The whole thing is a mess, and it raises real questions, for example, should something as important as medical care be a for profit thing? Capitalism is based on competition, but can there be competition for drugs that have a relatively low user base? More importantly, can you trust medical care done on a low cost basis, if hospitals advertise “Open heart surgery, 5,000 dollars all inclusive”, or “cancer treatment 10,000 dollars”, would you go for it? If you buy a cheap phone or car or tv set and it is a dog, you might be out the cost of it, but how would the low cost operation achieve those low costs? And do we want someone like Shkrelli to be able to in effect shake every last dime out of the pockets of people who rely on a treatment so he can gorge?
Then, too, a lot of the components used in pharmaceuticals are now made offshore, especially India, and there are serious questions about the quality of those components I have been reading, and the FDA has basically left it to the Pharm industry to self certify the components are okay (or at least that is my impression of it). The idea seems to be that the Pharm industry has it in its interest to make sure the quality of the components is good, given fear of lawsuits, but will that actually work?
It becomes further muddled when you have hedge funds and private equity firms getting involved in basic services like this.
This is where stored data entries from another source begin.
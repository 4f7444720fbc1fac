//! Rule data models.
//!
//! A [`Rule`] is an immutable, validated signature. External candidates enter
//! only through [`RuleSpec::validate`]; a candidate with a missing field or a
//! pattern that does not compile is dropped, never fatal.

use super::Severity;
use regex::{Regex, RegexBuilder};
use serde::{Deserialize, Serialize, Serializer};
use std::path::Path;

/// Language scope of a rule or a scanned buffer.
///
/// The wildcard is a variant, not a sentinel string, so a typo in a scope
/// cannot silently widen a rule.
#[derive(Debug, Clone, Copy, PartialEq, Eq, Hash, Serialize, Deserialize)]
pub enum Language {
    #[serde(rename = "js")]
    JavaScript,
    #[serde(rename = "ts")]
    TypeScript,
    #[serde(rename = "python")]
    Python,
    #[serde(rename = "any")]
    Any,
}

impl Language {
    /// Detect language from a file path's extension.
    pub fn from_path(path: &Path) -> Self {
        let ext = path
            .extension()
            .and_then(|e| e.to_str())
            .map(|e| e.to_lowercase())
            .unwrap_or_default();
        match ext.as_str() {
            "js" | "jsx" | "mjs" | "cjs" => Language::JavaScript,
            "ts" | "tsx" => Language::TypeScript,
            "py" => Language::Python,
            _ => Language::Any,
        }
    }

    /// Whether a rule scoped to `self` applies to a buffer detected as
    /// `detected`. Rules never cross-match an explicitly different language;
    /// the wildcard on either side matches everything.
    pub fn applies_to(self, detected: Language) -> bool {
        self == Language::Any || detected == Language::Any || self == detected
    }
}

impl std::fmt::Display for Language {
    fn fmt(&self, f: &mut std::fmt::Formatter<'_>) -> std::fmt::Result {
        match self {
            Language::JavaScript => write!(f, "js"),
            Language::TypeScript => write!(f, "ts"),
            Language::Python => write!(f, "python"),
            Language::Any => write!(f, "any"),
        }
    }
}

/// An immutable vulnerability signature.
///
/// The pattern carries case-insensitive, global-scan semantics: it is
/// compiled once per load and applied repeatedly across a whole buffer.
#[derive(Debug, Clone, Serialize)]
#[serde(rename_all = "camelCase")]
pub struct Rule {
    /// Unique, stable identifier. Built-in ids are namespaced by category
    /// prefix and must not change across releases: SARIF consumers key off
    /// them.
    pub id: String,

    /// Short title, used as the finding message.
    pub title: String,

    /// Severity assigned to every match.
    pub severity: Severity,

    /// Language scope.
    pub language: Language,

    /// Longer description of the vulnerability class.
    #[serde(skip_serializing_if = "Option::is_none")]
    pub description: Option<String>,

    /// Compiled matching pattern.
    #[serde(serialize_with = "serialize_pattern")]
    pub pattern: Regex,

    /// Static remediation hint.
    #[serde(skip_serializing_if = "Option::is_none")]
    pub fix: Option<String>,
}

fn serialize_pattern<S: Serializer>(pattern: &Regex, serializer: S) -> Result<S::Ok, S::Error> {
    serializer.serialize_str(pattern.as_str())
}

/// Compile a rule pattern with the registry's semantics.
pub(crate) fn compile_pattern(source: &str) -> Result<Regex, regex::Error> {
    RegexBuilder::new(source).case_insensitive(true).build()
}

/// An unvalidated rule candidate, as read from an external definition file.
#[derive(Debug, Clone, Deserialize)]
#[serde(rename_all = "camelCase")]
pub struct RuleSpec {
    #[serde(default)]
    pub id: String,
    #[serde(default)]
    pub title: String,
    pub severity: Severity,
    pub language: Language,
    #[serde(default)]
    pub description: Option<String>,
    #[serde(default)]
    pub pattern: String,
    #[serde(default)]
    pub fix: Option<String>,
}

impl RuleSpec {
    /// Acceptance check for externally supplied rules: non-empty id, title
    /// and pattern, and a pattern that compiles. Returns `None` for rejects.
    pub fn validate(self) -> Option<Rule> {
        if self.id.trim().is_empty() || self.title.trim().is_empty() {
            return None;
        }
        if self.pattern.is_empty() {
            return None;
        }
        let pattern = compile_pattern(&self.pattern).ok()?;
        Some(Rule {
            id: self.id,
            title: self.title,
            severity: self.severity,
            language: self.language,
            description: self.description,
            pattern,
            fix: self.fix,
        })
    }
}

#[cfg(test)]
mod tests {
    use super::*;

    #[test]
    fn language_detection_from_extension() {
        assert_eq!(Language::from_path(Path::new("a/b.js")), Language::JavaScript);
        assert_eq!(Language::from_path(Path::new("c.tsx")), Language::TypeScript);
        assert_eq!(Language::from_path(Path::new("app.py")), Language::Python);
        assert_eq!(Language::from_path(Path::new("README.md")), Language::Any);
        assert_eq!(Language::from_path(Path::new("Makefile")), Language::Any);
    }

    #[test]
    fn wildcard_applies_both_ways() {
        assert!(Language::Any.applies_to(Language::Python));
        assert!(Language::Python.applies_to(Language::Any));
        assert!(Language::JavaScript.applies_to(Language::JavaScript));
        assert!(!Language::JavaScript.applies_to(Language::TypeScript));
        assert!(!Language::TypeScript.applies_to(Language::Python));
    }

    #[test]
    fn spec_validation_accepts_complete_rule() {
        let spec = RuleSpec {
            id: "X001".into(),
            title: "Example".into(),
            severity: Severity::Low,
            language: Language::Any,
            description: None,
            pattern: r"\beval\s*\(".into(),
            fix: None,
        };
        let rule = spec.validate().expect("valid rule");
        assert_eq!(rule.id, "X001");
        assert!(rule.pattern.is_match("EVAL ("));
    }

    #[test]
    fn spec_validation_drops_bad_pattern() {
        let spec = RuleSpec {
            id: "X002".into(),
            title: "Broken".into(),
            severity: Severity::Low,
            language: Language::Any,
            description: None,
            pattern: "([unclosed".into(),
            fix: None,
        };
        assert!(spec.validate().is_none());
    }

    #[test]
    fn spec_validation_drops_empty_fields() {
        let spec = RuleSpec {
            id: " ".into(),
            title: "T".into(),
            severity: Severity::Low,
            language: Language::Any,
            description: None,
            pattern: "x".into(),
            fix: None,
        };
        assert!(spec.validate().is_none());
    }

    #[test]
    fn rule_serializes_pattern_as_source() {
        let rule = RuleSpec {
            id: "X003".into(),
            title: "T".into(),
            severity: Severity::Medium,
            language: Language::JavaScript,
            description: None,
            pattern: r"\bfoo\b".into(),
            fix: None,
        }
        .validate()
        .unwrap();
        let json = serde_json::to_value(&rule).unwrap();
        assert_eq!(json["pattern"], r"\bfoo\b");
        assert_eq!(json["language"], "js");
    }
}
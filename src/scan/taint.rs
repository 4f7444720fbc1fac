//! Shallow taint heuristic.
//!
//! Recognizes direct assignment-from-untrusted-source idioms and collects
//! the assigned variable names. This is not a points-to or dataflow
//! analysis: reassignment, aliasing and flow across expressions are out of
//! scope. The result only ever annotates findings, it never adds or
//! suppresses them.

use crate::models::Language;
use regex::Regex;
use std::collections::BTreeSet;

const PYTHON_SOURCES: &[&str] = &[
    r"(\w+)\s*=\s*request\.(?:args|get_json|form|values|data)\b",
    r"(\w+)\s*=\s*os\.environ\b",
];

const SCRIPT_SOURCES: &[&str] = &[
    r"const\s+([A-Za-z_$][\w$]*)\s*=\s*req\.(?:query|params|body)\b",
    r"let\s+([A-Za-z_$][\w$]*)\s*=\s*req\.(?:query|params|body)\b",
    r"var\s+([A-Za-z_$][\w$]*)\s*=\s*req\.(?:query|params|body)\b",
    r"([A-Za-z_$][\w$]*)\s*=\s*window\.location\b",
    r"([A-Za-z_$][\w$]*)\s*=\s*document\.location\b",
];

/// Collect names of variables assigned from untrusted sources.
///
/// Python buffers get the request/environ idiom set; everything else gets
/// the script-like set. The sorted set makes downstream annotation order
/// deterministic.
pub fn collect_tainted_variables(text: &str, language: Language) -> BTreeSet<String> {
    let sources = match language {
        Language::Python => PYTHON_SOURCES,
        _ => SCRIPT_SOURCES,
    };

    let mut tainted = BTreeSet::new();
    for source in sources {
        let re = Regex::new(source).expect("taint pattern must compile");
        for caps in re.captures_iter(text) {
            if let Some(name) = caps.get(1) {
                tainted.insert(name.as_str().to_string());
            }
        }
    }
    tainted
}

#[cfg(test)]
mod tests {
    use super::*;

    #[test]
    fn captures_request_assignments_in_python() {
        let text = "uid = request.args\nname = request.form\nsafe = compute()\n";
        let tainted = collect_tainted_variables(text, Language::Python);
        assert!(tainted.contains("uid"));
        assert!(tainted.contains("name"));
        assert!(!tainted.contains("safe"));
    }

    #[test]
    fn captures_environ_assignments_in_python() {
        let tainted = collect_tainted_variables("secret = os.environ\n", Language::Python);
        assert_eq!(tainted.len(), 1);
        assert!(tainted.contains("secret"));
    }

    #[test]
    fn captures_req_accessors_in_javascript() {
        let text = "const q = req.query;\nlet b = req.body;\nvar p = req.params;\n";
        let tainted = collect_tainted_variables(text, Language::JavaScript);
        assert_eq!(tainted.len(), 3);
        assert!(tainted.contains("q") && tainted.contains("b") && tainted.contains("p"));
    }

    #[test]
    fn captures_location_globals() {
        let text = "url = window.location;\nhref = document.location;\n";
        let tainted = collect_tainted_variables(text, Language::TypeScript);
        assert!(tainted.contains("url"));
        assert!(tainted.contains("href"));
    }

    #[test]
    fn duplicates_collapse() {
        let text = "const q = req.query;\nconst q = req.query;\n";
        let tainted = collect_tainted_variables(text, Language::JavaScript);
        assert_eq!(tainted.len(), 1);
    }

    #[test]
    fn unknown_language_uses_script_idioms() {
        let tainted = collect_tainted_variables("const x = req.body;", Language::Any);
        assert!(tainted.contains("x"));
    }

    #[test]
    fn iteration_is_sorted() {
        let text = "const z = req.query; const a = req.body;";
        let tainted = collect_tainted_variables(text, Language::JavaScript);
        let names: Vec<&str> = tainted.iter().map(String::as_str).collect();
        assert_eq!(names, vec!["a", "z"]);
    }
}
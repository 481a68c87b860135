use std::{
    sync::{
        atomic::{AtomicBool, AtomicUsize, Ordering},
        Arc,
    },
    thread,
    time::{Duration, Instant},
};

use rand::Rng;
use tl_workqueue::{DelayedWork, Reactor, Work, WorkScheduler};

const PRODUCERS: usize = 10;
const MAX_DELAY_MS: u64 = 2000;

fn main() -> Result<(), Box<dyn std::error::Error>> {
    tracing_subscriber::fmt::init();

    let reactor = Arc::new(Reactor::new()?);
    let scheduler = WorkScheduler::new(&reactor)?;

    let stop = Arc::new(AtomicBool::new(false));
    let event_loop = {
        let reactor = reactor.clone();
        let stop = stop.clone();
        thread::spawn(move || {
            while !stop.load(Ordering::Acquire) {
                if let Err(err) = reactor.turn(Some(Duration::from_millis(10))) {
                    tracing::error!(%err, "reactor turn failed");
                    break;
                }
            }
        })
    };

    let start = Instant::now();
    let done = Arc::new(AtomicUsize::new(0));
    let producers: Vec<_> = (0..PRODUCERS)
        .map(|i| {
            let handle = scheduler.handle();
            let done = done.clone();
            thread::spawn(move || {
                let ms = rand::thread_rng().gen_range(0..MAX_DELAY_MS);
                let work = DelayedWork::new();
                handle
                    .submit_delayed(&work, ms, move || {
                        print_from_thread(i, ms, start);
                        done.fetch_add(1, Ordering::Release);
                    })
                    .map(|()| work)
            })
        })
        .collect();

    let mut scheduled = 0;
    for producer in producers {
        match producer.join() {
            Ok(Ok(_)) => scheduled += 1,
            Ok(Err(err)) => tracing::error!(%err, "failed to schedule work"),
            Err(_) => tracing::error!("producer panicked"),
        }
    }

    while done.load(Ordering::Acquire) < scheduled {
        thread::sleep(Duration::from_millis(10));
    }

    let last = Work::new();
    let finished = Arc::new(AtomicBool::new(false));
    let f = finished.clone();
    scheduler.submit_immediate(&last, move || {
        println!("all {scheduled} delayed callbacks ran");
        f.store(true, Ordering::Release);
    })?;
    while !finished.load(Ordering::Acquire) {
        thread::sleep(Duration::from_millis(1));
    }

    stop.store(true, Ordering::Release);
    let _ = event_loop.join();
    scheduler.shutdown()?;
    Ok(())
}

fn print_from_thread(i: usize, ms: u64, start: Instant) {
    println!(
        "Hi from work {} (asked for {}ms, ran at {:?})! {:?}",
        i,
        ms,
        start.elapsed(),
        thread::current().id()
    );
}
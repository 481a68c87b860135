use std::{
    cmp::Reverse,
    sync::atomic::{AtomicU64, Ordering},
    time::{Duration, Instant},
};

use parking_lot::{Mutex, MutexGuard};

use crate::error::TimerListError;

/// Identifies one scheduled entry in a [`TimerList`].
///
/// Carries the identity of the list that issued it; any other list treats it
/// as not found.
#[derive(Debug, Clone, Copy, PartialEq, Eq, Hash)]
pub struct TimerHandle {
    list: u64,
    seq: u64,
}

static NEXT_LIST: AtomicU64 = AtomicU64::new(0);

// (deadline, insertion sequence); reversed so the earliest entry sits at the end
type Deadline = Reverse<(Instant, u64)>;
type TimerQueue<T> = PriorityQueue<T, Deadline>;

struct Timers<T> {
    id: u64,
    queue: TimerQueue<T>,
    next_seq: u64,
    closed: bool,
}

impl<T> Timers<T> {
    /// Pop the earliest entry if it was due at `now` and was inserted
    /// before the current expiry pass started.
    fn pop_due(&mut self, now: Instant, limit: u64) -> Option<(TimerHandle, T)> {
        let PriorityQueueEntry(_, Reverse((deadline, seq))) = self.queue.last()?;
        if *deadline > now || *seq >= limit {
            return None;
        }
        let PriorityQueueEntry(item, Reverse((_, seq))) = self.queue.pop()?;
        Some((
            TimerHandle {
                list: self.id,
                seq,
            },
            item,
        ))
    }
}

/// Pending deadlines ordered by expiry, ties broken by insertion order.
pub struct TimerList<T>(Mutex<Timers<T>>);

impl<T> Default for TimerList<T> {
    fn default() -> Self {
        Self(Mutex::new(Timers {
            id: NEXT_LIST.fetch_add(1, Ordering::Relaxed),
            queue: Vec::new(),
            next_seq: 0,
            closed: false,
        }))
    }
}

impl<T> TimerList<T> {
    pub fn new() -> Self {
        Self::default()
    }

    pub fn lock(&self) -> TimerListGuard<'_, T> {
        TimerListGuard(self.0.lock())
    }

    /// Remove every entry that is due and hand it to `fire`, earliest first.
    ///
    /// The lock is released while `fire` runs, so it may insert new entries.
    /// Those are never expired by the same pass, even with a zero duration.
    /// Returns the number of entries fired.
    pub fn expire_due(&self, mut fire: impl FnMut(TimerHandle, T)) -> usize {
        let (now, limit) = {
            let timers = self.0.lock();
            (Instant::now(), timers.next_seq)
        };

        let mut fired = 0;
        loop {
            let due = self.0.lock().pop_due(now, limit);
            match due {
                Some((handle, item)) => {
                    fire(handle, item);
                    fired += 1;
                }
                None => break fired,
            }
        }
    }

    /// Refuse further inserts and hand back every entry still scheduled.
    pub fn close(&self) -> Vec<T> {
        let mut timers = self.0.lock();
        timers.closed = true;
        timers
            .queue
            .drain(..)
            .map(|PriorityQueueEntry(item, _)| item)
            .collect()
    }
}

/// Exclusive access to a [`TimerList`]. Unlocks on drop.
pub struct TimerListGuard<'a, T>(MutexGuard<'a, Timers<T>>);

impl<'a, T> TimerListGuard<'a, T> {
    /// Schedule `item` to expire `duration` from now.
    pub fn insert_duration(
        &mut self,
        duration: Duration,
        item: T,
    ) -> Result<TimerHandle, TimerListError> {
        if self.0.closed {
            return Err(TimerListError::Closed);
        }
        let deadline = Instant::now()
            .checked_add(duration)
            .ok_or(TimerListError::DeadlineOverflow)?;

        let seq = self.0.next_seq;
        self.0.next_seq += 1;

        let entry = PriorityQueueEntry(item, Reverse((deadline, seq)));
        let queue = &mut self.0.queue;
        let index = match queue.binary_search(&entry) {
            Ok(index) => index,
            Err(index) => index,
        };
        queue.insert(index, entry);
        Ok(TimerHandle {
            list: self.0.id,
            seq,
        })
    }

    /// Whether `handle` was issued by this list. Says nothing about whether
    /// its entry is still scheduled.
    pub fn issued(&self, handle: TimerHandle) -> bool {
        handle.list == self.0.id
    }

    pub fn remove(&mut self, handle: TimerHandle) -> Result<T, TimerListError> {
        if !self.issued(handle) {
            return Err(TimerListError::NotFound(handle));
        }
        let index = self
            .0
            .queue
            .iter()
            .position(|PriorityQueueEntry(_, Reverse((_, seq)))| *seq == handle.seq)
            .ok_or(TimerListError::NotFound(handle))?;
        let PriorityQueueEntry(item, _) = self.0.queue.remove(index);
        Ok(item)
    }

    pub fn is_empty(&self) -> bool {
        self.0.queue.is_empty()
    }

    pub fn len(&self) -> usize {
        self.0.queue.len()
    }

    /// Time left until the earliest deadline. Zero if it has already passed,
    /// `None` if nothing is scheduled.
    pub fn until_next(&self) -> Option<Duration> {
        let PriorityQueueEntry(_, Reverse((deadline, _))) = self.0.queue.last()?;
        Some(deadline.saturating_duration_since(Instant::now()))
    }
}

struct PriorityQueueEntry<I, P>(I, P);
impl<I, P: PartialEq> PartialEq for PriorityQueueEntry<I, P> {
    fn eq(&self, other: &Self) -> bool {
        self.1 == other.1
    }
}
impl<I, P: Eq> Eq for PriorityQueueEntry<I, P> {}
impl<I, P: PartialOrd> PartialOrd for PriorityQueueEntry<I, P> {
    fn partial_cmp(&self, other: &Self) -> Option<std::cmp::Ordering> {
        self.1.partial_cmp(&other.1)
    }
}

impl<I, P: Ord> Ord for PriorityQueueEntry<I, P> {
    fn cmp(&self, other: &Self) -> std::cmp::Ordering {
        self.1.cmp(&other.1)
    }
}

type PriorityQueue<I, P> = Vec<PriorityQueueEntry<I, P>>;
There was a long article in the NY Times, about how governments have outsourced services like EMT care to firms run by private equity firms and the like, and they have seen the services deteriorate with the mania for lowering costs by those running it. They detailed how, for example, the EMT service when they took people to the hospital often scrounged supplies from the hospital (basically stealing them) to make up for shortfalls they had, and in many of those communities response time has soared and the quality has declined as trained EMT’s walk away, and they leave often minimally qualified and trained people to take their place.
I don’t have any easy answers, but one of the things about the current attempts at reforming medical care is that none of them, from any part, seems to try and address the root causes of the cost of medical care. One way that technologically is getting more and more possible is automated medical care, advances in things like AI and medical scanning and testing could revolutionize medical care, though obviously it will face massive headwinds from doctors. Robotic surgeons could potentially do a better job at surgery with fewer mistakes, robotic GP’s could probably handle a large percentage of routine medical care, but that would obviously threaten doctors and the whole medical training system that is out there. We also should ban the advertising of prescription drugs, I believe the US is only one of two countries that allows that, along with reigning in the ties between the pharm companies and doctors, that ends up driving up medical costs by doctors prescribing expensive new drugs when older , generic drugs work just as well.